If your kitty is diagnosed with FLUTD it is essential to determine the underlying cause. FLUTD symptoms can be caused by serious underlying health issues such as bladder stones or infection to cancer or a blockage.
If your vet is unable to determine the cause of your cat's FLUTD, your kitty may be diagnosed with a urinary tract infection called cystitis which is inflammation of the bladder.

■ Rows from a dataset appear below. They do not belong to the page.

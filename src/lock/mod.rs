//! Cross-instance advisory locking.
//!
//! Several relay instances may share one relayer key. Sends of the same relayer are serialized
//! within a process by [`SendLocks`](crate::relayer::SendLocks) and across processes by an
//! advisory lock. The latter is best-effort: if the lock backend is unreachable, the caller
//! proceeds with the in-process lock only.

mod api;
pub use api::{AdvisoryLease, AdvisoryLockStore};

mod memory;
pub use memory::InMemoryLockStore;

mod pg;
pub use pg::PgAdvisoryLockStore;

use crate::error::LockStoreError;
use alloy::primitives::keccak256;
use std::sync::Arc;
use tracing::warn;

/// Maps a lock name to a 64 bit advisory lock key.
pub fn advisory_key(name: &str) -> i64 {
    let hash = keccak256(name.as_bytes());
    let mut key = [0u8; 8];
    key.copy_from_slice(&hash[..8]);
    i64::from_be_bytes(key)
}

/// Outcome of [`BestEffortLock::try_acquire`].
#[derive(Debug)]
pub enum LockOutcome {
    /// The lock is held until the lease is released.
    Acquired(Box<dyn AdvisoryLease>),
    /// The backend failed. The caller should continue without the lock.
    Unavailable(LockStoreError),
    /// No backend is configured.
    Disabled,
}

/// An advisory lock that fails open.
#[derive(Debug, Clone, Default)]
pub struct BestEffortLock {
    store: Option<Arc<dyn AdvisoryLockStore>>,
}

impl BestEffortLock {
    /// Creates a lock backed by `store`.
    pub fn new(store: Arc<dyn AdvisoryLockStore>) -> Self {
        Self { store: Some(store) }
    }

    /// Creates a lock that is never taken.
    pub fn disabled() -> Self {
        Self::default()
    }

    /// Whether a backend is configured.
    pub fn is_enabled(&self) -> bool {
        self.store.is_some()
    }

    /// Attempts to take the lock called `name`, waiting for other holders.
    pub async fn try_acquire(&self, name: &str) -> LockOutcome {
        let Some(store) = &self.store else { return LockOutcome::Disabled };
        match store.acquire(advisory_key(name)).await {
            Ok(lease) => LockOutcome::Acquired(lease),
            Err(err) => LockOutcome::Unavailable(err),
        }
    }

    /// Releases `lease`, logging failures.
    pub async fn release(lease: Box<dyn AdvisoryLease>) {
        if let Err(err) = lease.release().await {
            warn!(%err, "Failed to release advisory lock");
        }
    }
}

Symptoms of Feline Urinary Tract Disease in Cats
If your cat has FLUTD or a cat urinary tract infection you may notice one or more of the following symptoms:
- Inability to urinate
- Loss of bladder control
- Urinating small amounts
- Urinating more than usual or in inappropriate settings
- Avoidance or fear of litter box
- Strong ammonia odor in urine
- Hard or distended abdomen
- Cloudy or bloody urine
- Drinking more water than usual
- Excessive licking of the genital area
It’s critical that any bladder or urinary issue be treated as early as possible. Delays in treatment could lead to your cat's urethra becoming partially or completely obstructed, which can prevent your feline friend from urinating.
The symptoms above indicate a serious medical issue that could quickly lead to kidney failure or rupture of the bladder. FLUTD can quickly be fatal if there is an obstruction that is not eliminated immediately.
Diagnosis of Feline Urinary Tract Disease
Urinary tract infections in cats require veterinary care, as do cats suffering from FLUTD. If your cat is showing any of the symptoms above it's time to visit the vet. If your cat is straining to urinate or crying out in pain contact your vet, or the nearest emergency vet as soon as possible - your cat may be experiencing a veterinary emergency.
Your vet will perform a complete physical exam to help assess your cat's symptoms and perform a urinalysis to get further insight into your kitty's condition. Radiographs, blood work, and a urine culture may also need to be done.
Urinary Tract Infections & Your Cat's Recovery
Urinary issues in cats can be complex and serious, so the first step should be to make an appointment with your veterinarian for immediate care. The underlying cause of your cat's urinary symptoms will dictate which treatment is prescribed, but may include:
- Increasing your kitty's water consumption
- Antibiotics or medication to relieve symptoms
- Modified diet
- Expelling of small stones through the urethra
- Urinary acidifiers
- Fluid therapy
- Urinary catheter or surgery for male cats to remove urethral blocks
Note: The advice provided in this post is intended for informational purposes and does not constitute medical advice regarding pets. For an accurate diagnosis of your pet's condition, please make an appointment with your vet.